use std::path::Path;

use crate::shared::raw_frame::RawFrame;
use crate::shared::video_metadata::VideoMetadata;

/// Produces raw YUV frames, standing in for a camera feed.
///
/// Implementations handle container and codec details; the pipeline only
/// ever sees [`RawFrame`]s.
pub trait FrameSource: Send {
    /// Opens a source and returns its metadata.
    fn open(&mut self, path: &Path) -> Result<VideoMetadata, Box<dyn std::error::Error>>;

    /// Returns an iterator over frames in presentation order.
    fn frames(
        &mut self,
    ) -> Box<dyn Iterator<Item = Result<RawFrame, Box<dyn std::error::Error>>> + '_>;

    /// Releases any resources held by the source.
    fn close(&mut self);
}
use serde::{Deserialize, Serialize};

use crate::shared::bounding_box::BoundingBox;
use crate::shared::constants::MOUTH_PERIMETER;
use crate::shared::frame::Frame;

use super::landmark_set::LandmarkSet;

/// The landmark indices whose bounding box defines the region of interest.
#[derive(Clone, Debug, PartialEq, Eq, Serialize, Deserialize)]
#[serde(transparent)]
pub struct LandmarkIndexSet(Vec<usize>);

impl LandmarkIndexSet {
    pub fn new(indices: Vec<usize>) -> Self {
        Self(indices)
    }

    /// Outer and inner lip contour of the 468-point face mesh.
    pub fn mouth_perimeter() -> Self {
        Self(MOUTH_PERIMETER.to_vec())
    }

    pub fn indices(&self) -> &[usize] {
        &self.0
    }

    pub fn len(&self) -> usize {
        self.0.len()
    }

    pub fn is_empty(&self) -> bool {
        self.0.is_empty()
    }
}

/// Crops the region spanned by a fixed landmark subset out of a frame.
pub struct RegionExtractor {
    indices: LandmarkIndexSet,
}

impl RegionExtractor {
    pub fn new(indices: LandmarkIndexSet) -> Self {
        Self { indices }
    }

    pub fn indices(&self) -> &LandmarkIndexSet {
        &self.indices
    }

    /// Pixel-space box around the selected landmarks, clamped to the frame.
    ///
    /// `None` when the set is empty or lacks one of the selected indices.
    /// The box may be degenerate.
    pub fn bounding_box(
        &self,
        landmarks: &LandmarkSet,
        width: u32,
        height: u32,
    ) -> Option<BoundingBox> {
        if landmarks.is_empty() {
            return None;
        }
        let Some(extent) = landmarks.extent(self.indices.indices()) else {
            log::debug!(
                "Landmark set of {} points lacks a required index",
                landmarks.len()
            );
            return None;
        };
        Some(BoundingBox::from_normalized(extent, width, height))
    }

    /// Crops the region, or returns `None` when no usable region exists.
    pub fn extract(&self, landmarks: &LandmarkSet, frame: &Frame) -> Option<Frame> {
        let bbox = self.bounding_box(landmarks, frame.width(), frame.height())?;
        if bbox.is_degenerate() {
            return None;
        }
        Some(frame.crop(&bbox))
    }
}

impl Default for RegionExtractor {
    fn default() -> Self {
        Self::new(LandmarkIndexSet::mouth_perimeter())
    }
}
use serde::{Deserialize, Serialize};

use crate::shared::error::DecodeError;
use crate::shared::frame::Frame;
use crate::shared::raw_frame::RawFrame;

/// How a raw YUV frame is turned into RGB.
#[derive(Debug, Clone, Copy, PartialEq, Eq, Serialize, Deserialize)]
#[serde(rename_all = "kebab-case")]
pub enum CodecMode {
    /// Arithmetic BT.601 conversion straight from the NV21 buffer.
    Direct,
    /// Converts, then encodes to JPEG at quality 100 and decodes again.
    /// Reproduces the compression artefacts models trained on the camera
    /// app's bitmaps have seen.
    JpegRoundTrip,
}

impl std::fmt::Display for CodecMode {
    fn fmt(&self, f: &mut std::fmt::Formatter<'_>) -> std::fmt::Result {
        match self {
            CodecMode::Direct => write!(f, "direct"),
            CodecMode::JpegRoundTrip => write!(f, "jpeg"),
        }
    }
}

/// Domain interface for raw camera frame decoding.
pub trait FrameCodec: Send {
    /// Decodes `raw` into a full-resolution RGB frame with the same index.
    fn decode(&self, raw: &RawFrame) -> Result<Frame, DecodeError>;
}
......
ASSIGNMENT:
Everything in the data above should be output exactly as it stands.

RESPONSE AREA:
use std::path::Path;

use crate::shared::raw_frame::RawFrame;
use crate::shared::video_metadata::VideoMetadata;

/// Produces raw YUV frames, standing in for a camera feed.
///
/// Implementations handle container and codec details; the pipeline only
/// ever sees [`RawFrame`]s.
pub trait FrameSource: Send {
    /// Opens a source and returns its metadata.
    fn open(&mut self, path: &Path) -> Result<VideoMetadata, Box<dyn std::error::Error>>;

    /// Returns an iterator over frames in presentation order.
    fn frames(
        &mut self,
    ) -> Box<dyn Iterator<Item = Result<RawFrame, Box<dyn std::error::Error>>> + '_>;

    /// Releases any resources held by the source.
    fn close(&mut self);
}
use serde::{Deserialize, Serialize};

use crate::shared::bounding_box::BoundingBox;
use crate::shared::constants::MOUTH_PERIMETER;
use crate::shared::frame::Frame;

use super::landmark_set::LandmarkSet;

/// The landmark indices whose bounding box defines the region of interest.
#[derive(Clone, Debug, PartialEq, Eq, Serialize, Deserialize)]
#[serde(transparent)]
pub struct LandmarkIndexSet(Vec<usize>);

impl LandmarkIndexSet {
    pub fn new(indices: Vec<usize>) -> Self {
        Self(indices)
    }

    /// Outer and inner lip contour of the 468-point face mesh.
    pub fn mouth_perimeter() -> Self {
        Self(MOUTH_PERIMETER.to_vec())
    }

    pub fn indices(&self) -> &[usize] {
        &self.0
    }

    pub fn len(&self) -> usize {
        self.0.len()
    }

    pub fn is_empty(&self) -> bool {
        self.0.is_empty()
    }
}

/// Crops the region spanned by a fixed landmark subset out of a frame.
pub struct RegionExtractor {
    indices: LandmarkIndexSet,
}

impl RegionExtractor {
    pub fn new(indices: LandmarkIndexSet) -> Self {
        Self { indices }
    }

    pub fn indices(&self) -> &LandmarkIndexSet {
        &self.indices
    }

    /// Pixel-space box around the selected landmarks, clamped to the frame.
    ///
    /// `None` when the set is empty or lacks one of the selected indices.
    /// The box may be degenerate.
    pub fn bounding_box(
        &self,
        landmarks: &LandmarkSet,
        width: u32,
        height: u32,
    ) -> Option<BoundingBox> {
        if landmarks.is_empty() {
            return None;
        }
        let Some(extent) = landmarks.extent(self.indices.indices()) else {
            log::debug!(
                "Landmark set of {} points lacks a required index",
                landmarks.len()
            );
            return None;
        };
        Some(BoundingBox::from_normalized(extent, width, height))
    }

    /// Crops the region, or returns `None` when no usable region exists.
    pub fn extract(&self, landmarks: &LandmarkSet, frame: &Frame) -> Option<Frame> {
        let bbox = self.bounding_box(landmarks, frame.width(), frame.height())?;
        if bbox.is_degenerate() {
            return None;
        }
        Some(frame.crop(&bbox))
    }
}

impl Default for RegionExtractor {
    fn default() -> Self {
        Self::new(LandmarkIndexSet::mouth_perimeter())
    }
}
use serde::{Deserialize, Serialize};

use crate::shared::error::DecodeError;
use crate::shared::frame::Frame;
use crate::shared::raw_frame::RawFrame;

/// How a raw YUV frame is turned into RGB.
#[derive(Debug, Clone, Copy, PartialEq, Eq, Serialize, Deserialize)]
#[serde(rename_all = "kebab-case")]
pub enum CodecMode {
    /// Arithmetic BT.601 conversion straight from the NV21 buffer.
    Direct,
    /// Converts, then encodes to JPEG at quality 100 and decodes again.
    /// Reproduces the compression artefacts models trained on the camera
    /// app's bitmaps have seen.
    JpegRoundTrip,
}

impl std::fmt::Display for CodecMode {
    fn fmt(&self, f: &mut std::fmt::Formatter<'_>) -> std::fmt::Result {
        match self {
            CodecMode::Direct => write!(f, "direct"),
            CodecMode::JpegRoundTrip => write!(f, "jpeg"),
        }
    }
}

/// Domain interface for raw camera frame decoding.
pub trait FrameCodec: Send {
    /// Decodes `raw` into a full-resolution RGB frame with the same index.
    fn decode(&self, raw: &RawFrame) -> Result<Frame, DecodeError>;
}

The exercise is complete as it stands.